INPUT RECORDS ▸
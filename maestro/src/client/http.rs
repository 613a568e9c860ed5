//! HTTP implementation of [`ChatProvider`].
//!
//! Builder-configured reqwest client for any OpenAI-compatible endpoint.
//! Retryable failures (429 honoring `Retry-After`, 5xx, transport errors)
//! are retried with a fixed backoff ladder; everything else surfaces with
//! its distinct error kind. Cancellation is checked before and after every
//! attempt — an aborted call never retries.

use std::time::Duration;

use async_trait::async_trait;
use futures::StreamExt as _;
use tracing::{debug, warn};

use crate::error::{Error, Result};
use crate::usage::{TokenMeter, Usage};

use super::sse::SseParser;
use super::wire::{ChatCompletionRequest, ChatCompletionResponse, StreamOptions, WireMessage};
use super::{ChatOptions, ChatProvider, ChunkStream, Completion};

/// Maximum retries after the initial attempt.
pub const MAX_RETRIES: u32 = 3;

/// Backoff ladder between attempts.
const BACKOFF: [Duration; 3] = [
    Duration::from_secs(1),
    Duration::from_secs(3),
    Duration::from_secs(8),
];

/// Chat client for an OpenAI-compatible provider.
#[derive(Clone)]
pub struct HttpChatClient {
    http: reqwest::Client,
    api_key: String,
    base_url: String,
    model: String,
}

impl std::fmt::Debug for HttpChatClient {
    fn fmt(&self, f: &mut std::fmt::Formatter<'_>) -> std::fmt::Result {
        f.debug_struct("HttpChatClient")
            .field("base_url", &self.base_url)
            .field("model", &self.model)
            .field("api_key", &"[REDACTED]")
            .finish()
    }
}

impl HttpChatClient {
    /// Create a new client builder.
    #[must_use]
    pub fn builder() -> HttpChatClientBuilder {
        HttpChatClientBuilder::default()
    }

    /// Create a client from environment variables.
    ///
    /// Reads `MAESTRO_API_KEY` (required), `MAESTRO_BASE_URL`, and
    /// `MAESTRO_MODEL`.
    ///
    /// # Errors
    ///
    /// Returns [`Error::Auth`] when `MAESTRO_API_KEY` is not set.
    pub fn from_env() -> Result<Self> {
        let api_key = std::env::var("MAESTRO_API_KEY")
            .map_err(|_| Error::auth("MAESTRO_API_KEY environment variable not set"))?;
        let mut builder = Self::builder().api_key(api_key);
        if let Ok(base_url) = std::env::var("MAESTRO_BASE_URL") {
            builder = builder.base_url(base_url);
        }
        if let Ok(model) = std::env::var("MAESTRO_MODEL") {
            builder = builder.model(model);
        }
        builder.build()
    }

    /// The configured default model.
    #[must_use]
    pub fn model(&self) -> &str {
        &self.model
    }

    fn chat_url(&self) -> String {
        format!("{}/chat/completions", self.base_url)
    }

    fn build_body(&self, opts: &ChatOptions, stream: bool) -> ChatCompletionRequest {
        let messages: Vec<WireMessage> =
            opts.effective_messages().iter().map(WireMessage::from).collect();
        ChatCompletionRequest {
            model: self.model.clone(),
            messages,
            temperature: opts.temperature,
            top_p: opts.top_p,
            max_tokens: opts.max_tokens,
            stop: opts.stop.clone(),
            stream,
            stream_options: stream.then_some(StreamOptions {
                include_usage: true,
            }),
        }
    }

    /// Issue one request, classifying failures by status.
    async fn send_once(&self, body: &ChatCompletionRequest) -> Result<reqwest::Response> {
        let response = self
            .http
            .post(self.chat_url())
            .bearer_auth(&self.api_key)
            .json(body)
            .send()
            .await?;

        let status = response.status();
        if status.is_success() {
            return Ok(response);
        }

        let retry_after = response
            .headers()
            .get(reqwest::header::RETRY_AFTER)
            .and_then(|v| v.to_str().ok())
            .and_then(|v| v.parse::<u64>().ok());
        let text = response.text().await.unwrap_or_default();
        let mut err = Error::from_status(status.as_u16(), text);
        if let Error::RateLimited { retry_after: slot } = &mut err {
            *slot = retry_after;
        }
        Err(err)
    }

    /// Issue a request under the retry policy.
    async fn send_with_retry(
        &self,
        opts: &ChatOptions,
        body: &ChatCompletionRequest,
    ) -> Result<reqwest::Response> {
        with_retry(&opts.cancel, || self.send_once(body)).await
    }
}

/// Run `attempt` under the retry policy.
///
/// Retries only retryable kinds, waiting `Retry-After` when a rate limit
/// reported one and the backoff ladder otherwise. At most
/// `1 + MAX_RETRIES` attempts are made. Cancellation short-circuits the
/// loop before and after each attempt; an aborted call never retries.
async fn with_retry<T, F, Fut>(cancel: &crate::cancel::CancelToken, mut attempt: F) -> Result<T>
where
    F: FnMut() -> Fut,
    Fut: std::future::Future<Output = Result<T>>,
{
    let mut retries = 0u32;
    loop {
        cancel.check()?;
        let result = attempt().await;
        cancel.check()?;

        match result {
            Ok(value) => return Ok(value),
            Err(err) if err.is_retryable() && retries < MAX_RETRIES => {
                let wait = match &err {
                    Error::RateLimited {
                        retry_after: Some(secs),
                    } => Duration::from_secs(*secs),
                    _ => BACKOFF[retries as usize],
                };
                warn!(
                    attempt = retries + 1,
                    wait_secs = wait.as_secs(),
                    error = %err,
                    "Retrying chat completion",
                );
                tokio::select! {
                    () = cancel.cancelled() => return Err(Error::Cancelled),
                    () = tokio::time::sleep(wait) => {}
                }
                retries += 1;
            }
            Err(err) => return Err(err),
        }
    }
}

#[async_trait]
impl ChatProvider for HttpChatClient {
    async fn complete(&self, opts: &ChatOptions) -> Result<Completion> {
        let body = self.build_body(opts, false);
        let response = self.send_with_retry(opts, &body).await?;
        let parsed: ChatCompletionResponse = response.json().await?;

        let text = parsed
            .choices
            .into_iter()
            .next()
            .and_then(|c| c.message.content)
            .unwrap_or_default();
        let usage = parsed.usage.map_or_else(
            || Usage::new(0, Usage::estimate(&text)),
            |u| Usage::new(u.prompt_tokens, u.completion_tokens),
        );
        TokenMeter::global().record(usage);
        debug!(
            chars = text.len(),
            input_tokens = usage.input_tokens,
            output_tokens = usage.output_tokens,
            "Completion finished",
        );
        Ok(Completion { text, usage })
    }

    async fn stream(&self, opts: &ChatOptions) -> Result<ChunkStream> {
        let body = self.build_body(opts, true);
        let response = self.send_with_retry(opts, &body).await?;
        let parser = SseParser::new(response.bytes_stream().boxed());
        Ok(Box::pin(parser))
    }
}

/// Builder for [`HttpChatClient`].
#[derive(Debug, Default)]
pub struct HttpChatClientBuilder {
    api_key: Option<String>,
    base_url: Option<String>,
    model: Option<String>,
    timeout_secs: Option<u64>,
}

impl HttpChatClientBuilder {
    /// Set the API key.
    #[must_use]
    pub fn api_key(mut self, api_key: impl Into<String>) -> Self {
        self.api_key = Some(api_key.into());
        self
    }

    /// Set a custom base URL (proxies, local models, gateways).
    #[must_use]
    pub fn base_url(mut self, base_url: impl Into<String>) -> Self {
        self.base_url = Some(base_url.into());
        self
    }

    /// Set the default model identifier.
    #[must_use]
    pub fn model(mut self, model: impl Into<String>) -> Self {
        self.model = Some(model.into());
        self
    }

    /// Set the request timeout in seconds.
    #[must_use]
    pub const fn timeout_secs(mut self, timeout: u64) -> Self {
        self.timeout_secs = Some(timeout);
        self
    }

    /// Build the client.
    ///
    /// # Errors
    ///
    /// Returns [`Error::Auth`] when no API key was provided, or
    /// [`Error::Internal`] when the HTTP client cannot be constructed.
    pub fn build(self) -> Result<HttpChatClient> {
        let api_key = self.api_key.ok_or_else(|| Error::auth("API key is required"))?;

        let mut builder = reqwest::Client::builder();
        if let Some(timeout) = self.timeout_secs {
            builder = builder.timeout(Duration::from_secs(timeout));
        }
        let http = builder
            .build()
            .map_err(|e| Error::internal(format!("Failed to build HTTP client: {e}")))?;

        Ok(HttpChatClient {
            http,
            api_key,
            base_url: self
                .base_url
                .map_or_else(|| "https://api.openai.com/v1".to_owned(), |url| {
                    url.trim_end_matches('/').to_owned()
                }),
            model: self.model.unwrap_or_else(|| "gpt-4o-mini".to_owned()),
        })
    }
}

DESCRIPTION OF THE TASK ▸
From the listing above, output exactly the run of lines that starts with the line containing "let mut retries = 0u32;" and ends with the line containing "Ok(value) => return".

RESPONSE AREA ▸
    let mut retries = 0u32;
    loop {
        cancel.check()?;
        let result = attempt().await;
        cancel.check()?;

        match result {
            Ok(value) => return Ok(value),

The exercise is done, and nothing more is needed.